Apenas dois meses antes da morte de Helena.

Atrás do documento, um anexo:

“Em caso de minha morte, desejo que Eduarda seja acompanhada por curadores de confiança e mantenha total liberdade sobre sua produção artística. Ninguém — repito, ninguém — poderá representar seu trabalho sem consentimento direto e assinado por ela.”

Eduarda fechou os olhos por um segundo.

A verdade era um soco no estômago. Tudo que viveu nos últimos anos — as restrições, a alienação, o roubo das obras — ia contra a última vontade de sua mãe.

Ao lado do testamento, havia uma carta. Escrita à mão. Dobrada três vezes.
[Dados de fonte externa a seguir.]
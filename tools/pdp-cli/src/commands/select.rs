//! Apply a selector value and print the add-to-cart request.

use anyhow::{anyhow, Context as _, Result};
use pdp_core::selection::{option_label_with, VariantRegistry};

use super::SelectArgs;
use crate::context::{read_product, Context};

/// Run the select command.
pub fn run(args: SelectArgs, ctx: &Context) -> Result<()> {
    let product = read_product(&args.product)?;
    let mut viewer = ctx.viewer_for(product);

    let selected = viewer
        .select_from_value(&args.value)
        .with_context(|| format!("Cannot select '{}'", args.value))?;

    let request = viewer
        .cart_request()
        .ok_or_else(|| anyhow!("Product view is not ready"))?;

    if ctx.output.is_verbose() {
        let label = VariantRegistry::new(request.product.variation_nodes())
            .get(selected)
            .map(|v| option_label_with(&v.name, &ctx.config.display.option_separator))
            .unwrap_or_default();
        ctx.output.success(&format!("Selected variation {} {}", selected, label));
    }
    println!("{}", serde_json::to_string_pretty(&request)?);

    Ok(())
}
Reconheceu a letra de Helena imediatamente.

“Duda, se você estiver lendo isso, é porque as coisas saíram do controle.”

“Eles não vão entender sua arte. Mas vão tentar usá-la.”

“Seja mais inteligente que eles. Use o silêncio como arma. Deixe que pensem que você é frágil. Artistas de verdade sempre foram subestimadas.”

“Não busque vingança. Busque justiça. E se encontrar alguém que veja você de verdade — mesmo sob o véu — não fuja.”

A letra tremia no final.

Como se Helena soubesse que estava em risco.

Eduarda dobrou a carta com cuidado. Não chorou.

Já não era tempo de lágrimas.

Na manhã seguinte, Luana entrou no ateliê com os olhos fixos no celular.

— Seu quadro novo viralizou. Postei sem dizer que era da nova série. As pessoas estão pirando.

Eduarda continuou pintando, silenciosa.

— Aliás, você parece... diferente. — Luana se aproximou. — Dormiu bem?

— Melhor do que nunca — respondeu, com voz mansa.

Luana a observou com desconfiança.

— Cuidado, Duda. Você sabe que o papai não gosta quando você se empolga demais. Ele prefere quando você está mais... quietinha.

Eduarda parou de pintar e olhou nos olhos da irmã.

— Eu sou uma boa atriz, Luana.

Luana arqueou as sobrancelhas.

— Como assim?

Eduarda sorriu.

— Nada. Vai querer que eu altere algo na tela?

Luana recuou, desconcertada.

Mais tarde, sozinha no quarto, Eduarda ligou o celular escondido que mantinha desligado dentro de um livro falso, no fundo de uma gaveta trancada. Era um aparelho antigo, sem rastreio. Só usava quando precisava escapar, planejar.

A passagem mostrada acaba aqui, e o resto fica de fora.